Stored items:
++++++

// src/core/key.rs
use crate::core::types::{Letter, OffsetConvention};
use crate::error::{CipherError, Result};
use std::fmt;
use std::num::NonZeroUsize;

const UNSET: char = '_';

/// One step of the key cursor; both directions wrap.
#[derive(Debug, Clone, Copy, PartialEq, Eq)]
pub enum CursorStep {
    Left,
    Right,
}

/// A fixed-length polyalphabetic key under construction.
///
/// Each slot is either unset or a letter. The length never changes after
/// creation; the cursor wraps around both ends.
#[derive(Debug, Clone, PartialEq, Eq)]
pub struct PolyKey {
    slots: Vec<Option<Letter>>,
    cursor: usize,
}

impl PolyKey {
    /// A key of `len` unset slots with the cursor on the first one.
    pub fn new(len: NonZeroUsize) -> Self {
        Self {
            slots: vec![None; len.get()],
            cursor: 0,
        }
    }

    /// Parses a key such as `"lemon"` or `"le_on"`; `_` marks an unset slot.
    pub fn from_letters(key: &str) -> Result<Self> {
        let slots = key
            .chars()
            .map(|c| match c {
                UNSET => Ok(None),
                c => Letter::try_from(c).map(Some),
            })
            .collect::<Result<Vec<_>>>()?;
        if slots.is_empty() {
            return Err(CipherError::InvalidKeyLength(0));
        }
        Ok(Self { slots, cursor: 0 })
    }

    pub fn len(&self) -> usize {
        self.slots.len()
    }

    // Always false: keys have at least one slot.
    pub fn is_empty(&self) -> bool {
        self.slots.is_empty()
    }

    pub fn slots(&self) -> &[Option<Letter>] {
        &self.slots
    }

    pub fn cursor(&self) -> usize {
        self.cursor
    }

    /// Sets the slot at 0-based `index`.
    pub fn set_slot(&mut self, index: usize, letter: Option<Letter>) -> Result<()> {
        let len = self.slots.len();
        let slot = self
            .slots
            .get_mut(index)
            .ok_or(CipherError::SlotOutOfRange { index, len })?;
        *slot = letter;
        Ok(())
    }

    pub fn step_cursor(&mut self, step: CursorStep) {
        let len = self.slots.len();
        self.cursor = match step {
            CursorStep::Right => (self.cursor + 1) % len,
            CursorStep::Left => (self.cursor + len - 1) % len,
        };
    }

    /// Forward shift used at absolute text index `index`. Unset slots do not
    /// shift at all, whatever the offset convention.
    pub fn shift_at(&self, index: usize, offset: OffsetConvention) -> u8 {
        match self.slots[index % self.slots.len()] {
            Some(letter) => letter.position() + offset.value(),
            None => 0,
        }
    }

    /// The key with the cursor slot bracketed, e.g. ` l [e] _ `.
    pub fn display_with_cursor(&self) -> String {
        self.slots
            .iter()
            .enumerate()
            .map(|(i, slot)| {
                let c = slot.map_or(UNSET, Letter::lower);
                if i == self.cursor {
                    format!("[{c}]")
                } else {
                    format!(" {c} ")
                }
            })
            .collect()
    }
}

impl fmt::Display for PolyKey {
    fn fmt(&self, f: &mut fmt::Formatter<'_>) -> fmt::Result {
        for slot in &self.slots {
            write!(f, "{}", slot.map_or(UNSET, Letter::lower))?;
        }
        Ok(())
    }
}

++++++

Copy every record above verbatim and in full.

• [Written answer]
// src/core/key.rs
use crate::core::types::{Letter, OffsetConvention};
use crate::error::{CipherError, Result};
use std::fmt;
use std::num::NonZeroUsize;

const UNSET: char = '_';

/// One step of the key cursor; both directions wrap.
#[derive(Debug, Clone, Copy, PartialEq, Eq)]
pub enum CursorStep {
    Left,
    Right,
}

/// A fixed-length polyalphabetic key under construction.
///
/// Each slot is either unset or a letter. The length never changes after
/// creation; the cursor wraps around both ends.
#[derive(Debug, Clone, PartialEq, Eq)]
pub struct PolyKey {
    slots: Vec<Option<Letter>>,
    cursor: usize,
}

impl PolyKey {
    /// A key of `len` unset slots with the cursor on the first one.
    pub fn new(len: NonZeroUsize) -> Self {
        Self {
            slots: vec![None; len.get()],
            cursor: 0,
        }
    }

    /// Parses a key such as `"lemon"` or `"le_on"`; `_` marks an unset slot.
    pub fn from_letters(key: &str) -> Result<Self> {
        let slots = key
            .chars()
            .map(|c| match c {
                UNSET => Ok(None),
                c => Letter::try_from(c).map(Some),
            })
            .collect::<Result<Vec<_>>>()?;
        if slots.is_empty() {
            return Err(CipherError::InvalidKeyLength(0));
        }
        Ok(Self { slots, cursor: 0 })
    }

    pub fn len(&self) -> usize {
        self.slots.len()
    }

    // Always false: keys have at least one slot.
    pub fn is_empty(&self) -> bool {
        self.slots.is_empty()
    }

    pub fn slots(&self) -> &[Option<Letter>] {
        &self.slots
    }

    pub fn cursor(&self) -> usize {
        self.cursor
    }

    /// Sets the slot at 0-based `index`.
    pub fn set_slot(&mut self, index: usize, letter: Option<Letter>) -> Result<()> {
        let len = self.slots.len();
        let slot = self
            .slots
            .get_mut(index)
            .ok_or(CipherError::SlotOutOfRange { index, len })?;
        *slot = letter;
        Ok(())
    }

    pub fn step_cursor(&mut self, step: CursorStep) {
        let len = self.slots.len();
        self.cursor = match step {
            CursorStep::Right => (self.cursor + 1) % len,
            CursorStep::Left => (self.cursor + len - 1) % len,
        };
    }

    /// Forward shift used at absolute text index `index`. Unset slots do not
    /// shift at all, whatever the offset convention.
    pub fn shift_at(&self, index: usize, offset: OffsetConvention) -> u8 {
        match self.slots[index % self.slots.len()] {
            Some(letter) => letter.position() + offset.value(),
            None => 0,
        }
    }

    /// The key with the cursor slot bracketed, e.g. ` l [e] _ `.
    pub fn display_with_cursor(&self) -> String {
        self.slots
            .iter()
            .enumerate()
            .map(|(i, slot)| {
                let c = slot.map_or(UNSET, Letter::lower);
                if i == self.cursor {
                    format!("[{c}]")
                } else {
                    format!(" {c} ")
                }
            })
            .collect()
    }
}

impl fmt::Display for PolyKey {
    fn fmt(&self, f: &mut fmt::Formatter<'_>) -> fmt::Result {
        for slot in &self.slots {
            write!(f, "{}", slot.map_or(UNSET, Letter::lower))?;
        }
        Ok(())
    }
}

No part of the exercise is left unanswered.